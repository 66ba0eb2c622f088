//! ghpm - GitHub project management across a fleet of repositories
//!
//! Creates, lists and updates milestones in every configured repository with a
//! single token, and reports the per-repository results in configuration order.
//!
//! # Architecture
//!
//! - **config**: YAML configuration with environment/flag overrides
//! - **github**: transport trait and the reqwest-backed implementation
//! - **milestones**: target resolution, remote gateway and batch orchestrator
//! - **report**: text and JSON rendering of batch results

pub mod config;
pub mod error;
pub mod github;
pub mod logging;
pub mod milestones;
pub mod report;

// Re-exports
pub use error::{GhpmError, Result};
//! GitHub REST transport
//!
//! The [`Transport`] trait is the only seam between milestone logic and the
//! network. [`HttpTransport`] is the production implementation on top of
//! reqwest; tests substitute an in-memory recorder.

mod http;
#[cfg(test)]
pub(crate) mod mock;
mod transport;

pub use http::{rest_base_url, HttpTransport, API_VERSION, DEFAULT_API_URL, REQUEST_TIMEOUT};
pub use transport::{Transport, TransportError, TransportResult};
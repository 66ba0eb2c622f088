//! Error types for ghpm
//!
//! One error enum covers every failure mode: configuration shape problems,
//! invalid milestone input, remote API failures and the wrapped library errors.
//! Uses thiserror for ergonomic error handling.

use crate::github::TransportError;
use thiserror::Error;

/// Result type alias for ghpm operations
pub type Result<T> = std::result::Result<T, GhpmError>;

/// Comprehensive error type for ghpm operations
#[derive(Error, Debug)]
pub enum GhpmError {
    /// Bad configuration shape; aborts before any remote call
    #[error("Configuration error: {0}")]
    Config(String),

    /// Bad milestone input; fails the single call it belongs to
    #[error("Validation error: {0}")]
    Validation(String),

    /// Non-2xx response from the GitHub API
    #[error("GitHub API error: HTTP {status}: {message}")]
    Remote { status: u16, message: String },

    /// Resource not found on the remote
    #[error("Not found: {0}")]
    NotFound(String),

    /// I/O errors
    #[error("I/O error: {0}")]
    Io(#[from] std::io::Error),

    /// JSON serialization/deserialization errors
    #[error("JSON error: {0}")]
    Json(#[from] serde_json::Error),

    /// YAML parsing errors
    #[error("YAML error: {0}")]
    Yaml(#[from] serde_yaml::Error),

    /// HTTP request errors (connect, timeout, body decoding)
    #[error("HTTP error: {0}")]
    Http(#[from] reqwest::Error),

    /// Other errors
    #[error("{0}")]
    Other(String),
}

impl GhpmError {
    /// Whether this error is fatal for the whole invocation rather than for a
    /// single target.
    pub fn is_configuration(&self) -> bool {
        matches!(self, GhpmError::Config(_))
    }
}

impl From<TransportError> for GhpmError {
    fn from(err: TransportError) -> Self {
        match err {
            TransportError::NotFound(path) => GhpmError::NotFound(path),
            TransportError::Status { status, body } => GhpmError::Remote {
                status,
                message: body,
            },
            TransportError::Network(e) => GhpmError::Http(e),
        }
    }
}
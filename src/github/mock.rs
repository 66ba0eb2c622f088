//! In-memory transport for unit tests

use super::transport::{Transport, TransportError, TransportResult};
use async_trait::async_trait;
use reqwest::Method;
use std::collections::HashMap;
use std::sync::Mutex;
use std::time::Duration;

/// Canned reply for one route
#[derive(Debug, Clone)]
pub(crate) enum MockReply {
    Json(serde_json::Value),
    NotFound,
    Status(u16, String),
}

/// A request as the mock saw it
#[derive(Debug, Clone)]
pub(crate) struct RecordedCall {
    pub method: Method,
    pub path: String,
    pub body: Option<serde_json::Value>,
}

/// Routes exact (method, path) pairs to canned replies and records every call.
/// Unknown routes answer 404.
#[derive(Default)]
pub(crate) struct MockTransport {
    routes: HashMap<(Method, String), MockReply>,
    delays: Vec<(String, Duration)>,
    calls: Mutex<Vec<RecordedCall>>,
}

impl MockTransport {
    pub fn new() -> Self {
        Self::default()
    }

    pub fn on(mut self, method: Method, path: impl Into<String>, reply: MockReply) -> Self {
        self.routes.insert((method, path.into()), reply);
        self
    }

    /// Delay every request whose path starts with `prefix`
    pub fn with_delay(mut self, prefix: impl Into<String>, delay: Duration) -> Self {
        self.delays.push((prefix.into(), delay));
        self
    }

    pub fn calls(&self) -> Vec<RecordedCall> {
        self.calls.lock().unwrap().clone()
    }
}

#[async_trait]
impl Transport for MockTransport {
    async fn send(
        &self,
        method: Method,
        path: &str,
        body: Option<serde_json::Value>,
    ) -> TransportResult<Vec<u8>> {
        self.calls.lock().unwrap().push(RecordedCall {
            method: method.clone(),
            path: path.to_string(),
            body,
        });

        let delay = self
            .delays
            .iter()
            .find(|(prefix, _)| path.starts_with(prefix.as_str()))
            .map(|(_, d)| *d);
        if let Some(delay) = delay {
            tokio::time::sleep(delay).await;
        }

        match self.routes.get(&(method, path.to_string())) {
            Some(MockReply::Json(value)) => Ok(serde_json::to_vec(value).unwrap()),
            Some(MockReply::Status(status, body)) => Err(TransportError::Status {
                status: *status,
                body: body.clone(),
            }),
            Some(MockReply::NotFound) | None => Err(TransportError::NotFound(path.to_string())),
        }
    }
}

● TASK BRIEF: Wherever a line in the data above holds "memory", copy that line.

● EXERCISE RESPONSE:
//! reqwest; tests substitute an in-memory recorder.
//! In-memory transport for unit tests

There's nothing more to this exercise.